The hash join is the most common join type used in join operations. It does not require optimization for it to be used. Generally, the hash join is efficient and can be as fast as a merge join if it has the necessary resources. However, if it does not have the necessary resource, it could spill to disk and cause unnecessary overhead.
The smaller table in the join is used as the inner table unless the primary and foreign keys are defined. When these keys are defined, the table with the primary key is used as the inner table and the table with the foreign key is used as the outer table. This saves the optimizer the step of determining which table is smaller.
In the illustration below, both the fact and dimension tables contain unsorted data. The inner (dimension) table is first built out in memory. Next, the outer (fact) table is scanned and matched against the table in memory. Each time a match is found, a tuple is created.
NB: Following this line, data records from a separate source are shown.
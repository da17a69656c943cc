//! Common test utilities for cached execution tests

use std::sync::{
    atomic::{AtomicBool, AtomicUsize, Ordering},
    Arc,
};

use async_trait::async_trait;
use parking_lot::Mutex;
use sqlcache_ast::{CompiledQuery, Expression, InsertStmt, SelectStmt, Table};
use sqlcache_executor::{
    CacheEntry, CacheError, CacheKey, CacheSetup, CacheStore, CacheStrategy, Driver, DriverError,
    Invalidation, MemoryStore, MutationEvent, QueryCache,
};
use sqlcache_types::{Row, SqlValue};

/// Driver returning a settable result set and counting every call
#[derive(Default)]
pub struct MockDriver {
    rows: Mutex<Vec<Row>>,
    failure: Mutex<Option<DriverError>>,
    hang: AtomicBool,
    calls: AtomicUsize,
    executed: Mutex<Vec<String>>,
}

#[allow(dead_code)] // Test helper - available for all test modules
impl MockDriver {
    pub fn new() -> Self {
        Self::default()
    }

    pub fn returning(rows: Vec<Row>) -> Self {
        let driver = Self::default();
        driver.set_rows(rows);
        driver
    }

    pub fn set_rows(&self, rows: Vec<Row>) {
        *self.rows.lock() = rows;
    }

    /// Fail every call until cleared
    pub fn fail_with(&self, error: DriverError) {
        *self.failure.lock() = Some(error);
    }

    pub fn recover(&self) {
        *self.failure.lock() = None;
    }

    /// Never complete any call
    pub fn hang(&self) {
        self.hang.store(true, Ordering::SeqCst);
    }

    pub fn calls(&self) -> usize {
        self.calls.load(Ordering::SeqCst)
    }

    pub fn executed(&self) -> Vec<String> {
        self.executed.lock().clone()
    }
}

#[async_trait]
impl Driver for MockDriver {
    async fn execute(&self, sql: &str, _params: &[SqlValue]) -> Result<Vec<Row>, DriverError> {
        self.calls.fetch_add(1, Ordering::SeqCst);
        self.executed.lock().push(sql.to_string());

        if self.hang.load(Ordering::SeqCst) {
            return futures::future::pending().await;
        }
        if let Some(error) = self.failure.lock().clone() {
            return Err(error);
        }
        Ok(self.rows.lock().clone())
    }
}

/// Memory store that counts calls and can be told to fail
#[derive(Default)]
pub struct RecordingStore {
    pub inner: MemoryStore,
    noop: bool,
    gets: AtomicUsize,
    puts: AtomicUsize,
    invalidations: AtomicUsize,
    mutations: AtomicUsize,
    fail_gets: AtomicBool,
    fail_puts: AtomicBool,
    fail_invalidations: AtomicBool,
    last_mutation: Mutex<Option<MutationEvent>>,
}

#[allow(dead_code)] // Test helper - available for all test modules
impl RecordingStore {
    pub fn new() -> Self {
        Self { inner: MemoryStore::new(100), ..Default::default() }
    }

    /// Recording store that reports itself as holding nothing
    pub fn noop() -> Self {
        Self { noop: true, ..Self::new() }
    }

    pub fn gets(&self) -> usize {
        self.gets.load(Ordering::SeqCst)
    }

    pub fn puts(&self) -> usize {
        self.puts.load(Ordering::SeqCst)
    }

    pub fn invalidations(&self) -> usize {
        self.invalidations.load(Ordering::SeqCst)
    }

    pub fn mutations(&self) -> usize {
        self.mutations.load(Ordering::SeqCst)
    }

    pub fn last_mutation(&self) -> Option<MutationEvent> {
        self.last_mutation.lock().clone()
    }

    pub fn fail_gets(&self) {
        self.fail_gets.store(true, Ordering::SeqCst);
    }

    pub fn fail_puts(&self) {
        self.fail_puts.store(true, Ordering::SeqCst);
    }

    /// Make both `invalidate` and `on_mutate` fail
    pub fn fail_invalidations(&self) {
        self.fail_invalidations.store(true, Ordering::SeqCst);
    }

    fn invalidation_failure(&self) -> Result<(), CacheError> {
        if self.fail_invalidations.load(Ordering::SeqCst) {
            return Err(CacheError::Unavailable("connection reset".to_string()));
        }
        Ok(())
    }
}

#[async_trait]
impl CacheStore for RecordingStore {
    async fn get(&self, key: &CacheKey) -> Result<Option<Vec<Row>>, CacheError> {
        self.gets.fetch_add(1, Ordering::SeqCst);
        if self.fail_gets.load(Ordering::SeqCst) {
            return Err(CacheError::Backend("read timed out".to_string()));
        }
        self.inner.get(key).await
    }

    async fn put(&self, key: CacheKey, entry: CacheEntry) -> Result<(), CacheError> {
        self.puts.fetch_add(1, Ordering::SeqCst);
        if self.fail_puts.load(Ordering::SeqCst) {
            return Err(CacheError::Backend("write timed out".to_string()));
        }
        self.inner.put(key, entry).await
    }

    async fn invalidate(&self, target: &Invalidation) -> Result<(), CacheError> {
        self.invalidations.fetch_add(1, Ordering::SeqCst);
        self.invalidation_failure()?;
        self.inner.invalidate(target).await
    }

    async fn on_mutate(&self, event: &MutationEvent) -> Result<(), CacheError> {
        self.mutations.fetch_add(1, Ordering::SeqCst);
        *self.last_mutation.lock() = Some(event.clone());
        self.invalidation_failure()?;
        self.inner.on_mutate(event).await
    }

    fn is_noop(&self) -> bool {
        self.noop
    }
}

/// Fresh cache over a mock driver and a recording store
#[allow(dead_code)] // Test helper - available for all test modules
pub fn setup(strategy: CacheStrategy) -> (QueryCache, Arc<MockDriver>, Arc<RecordingStore>) {
    setup_with(strategy, RecordingStore::new())
}

#[allow(dead_code)] // Test helper - available for all test modules
pub fn setup_with(
    strategy: CacheStrategy,
    store: RecordingStore,
) -> (QueryCache, Arc<MockDriver>, Arc<RecordingStore>) {
    let driver = Arc::new(MockDriver::returning(vec![user_row(1, "alice")]));
    let store = Arc::new(store);

    let db_driver: Arc<dyn Driver> = driver.clone();
    let db_store: Arc<dyn CacheStore> = store.clone();
    let db = QueryCache::new(db_driver, CacheSetup::with_strategy(db_store, strategy));

    (db, driver, store)
}

#[allow(dead_code)] // Test helper - available for all test modules
pub fn user_row(id: i32, name: &str) -> Row {
    Row::new(vec![SqlValue::Integer(id), SqlValue::Varchar(name.to_string())])
}

#[allow(dead_code)] // Test helper - available for all test modules
pub fn users() -> Table {
    Table::new("users")
}

/// `select * from "users"`
#[allow(dead_code)] // Test helper - available for all test modules
pub fn select_users() -> CompiledQuery {
    CompiledQuery::new("select * from \"users\"", Vec::new(), SelectStmt::from_table(&users()))
}

/// `select * from "users" where "id" = $1`
#[allow(dead_code)] // Test helper - available for all test modules
pub fn select_user_by_id(id: i32) -> CompiledQuery {
    let stmt = SelectStmt::from_table(&users())
        .filter(Expression::eq(Expression::column("users", "id"), Expression::Placeholder(0)));
    CompiledQuery::new("select * from \"users\" where \"id\" = $1", vec![SqlValue::Integer(id)], stmt)
}

/// `insert into "users" ("id", "name") values ($1, $2)`
#[allow(dead_code)] // Test helper - available for all test modules
pub fn insert_user(id: i32, name: &str) -> CompiledQuery {
    let stmt = InsertStmt::values(
        &users(),
        &["id", "name"],
        vec![vec![Expression::Placeholder(0), Expression::Placeholder(1)]],
    );
    CompiledQuery::new(
        "insert into \"users\" (\"id\", \"name\") values ($1, $2)",
        vec![SqlValue::Integer(id), SqlValue::Varchar(name.to_string())],
        stmt,
    )
}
After the outer table has been scanned, the result is processed locally or sent back to the initiator node.
A join spill will occur if the hash table fills up the memory or hits the memory limit of the resource pool. When this occurs, the resources required to have attempted this join will have been wasted and the query is attempted again with the join hint
/*+add_vertica_options(EE,ENABLE_JOIN_SPILL)*/. The hash table is then built out on disk requiring more IO operations.
Join spills can be found by looking in the Vertica log or after profiling the query. The join spill will appear as
JOIN_SPILLED under Execution Events. Typically, optimization for a merge join should take place in this situation. When a join spill happens to a query that is seldom run, a merge join optimization may not be necessary and the hint can just be passed in the query.
Lastly, if data is being loaded into a pre-join projection using a hash join and it spills to disk, the load will fail. Ideally, the projections should be optimized for a merge join, otherwise the join hint needs to be used.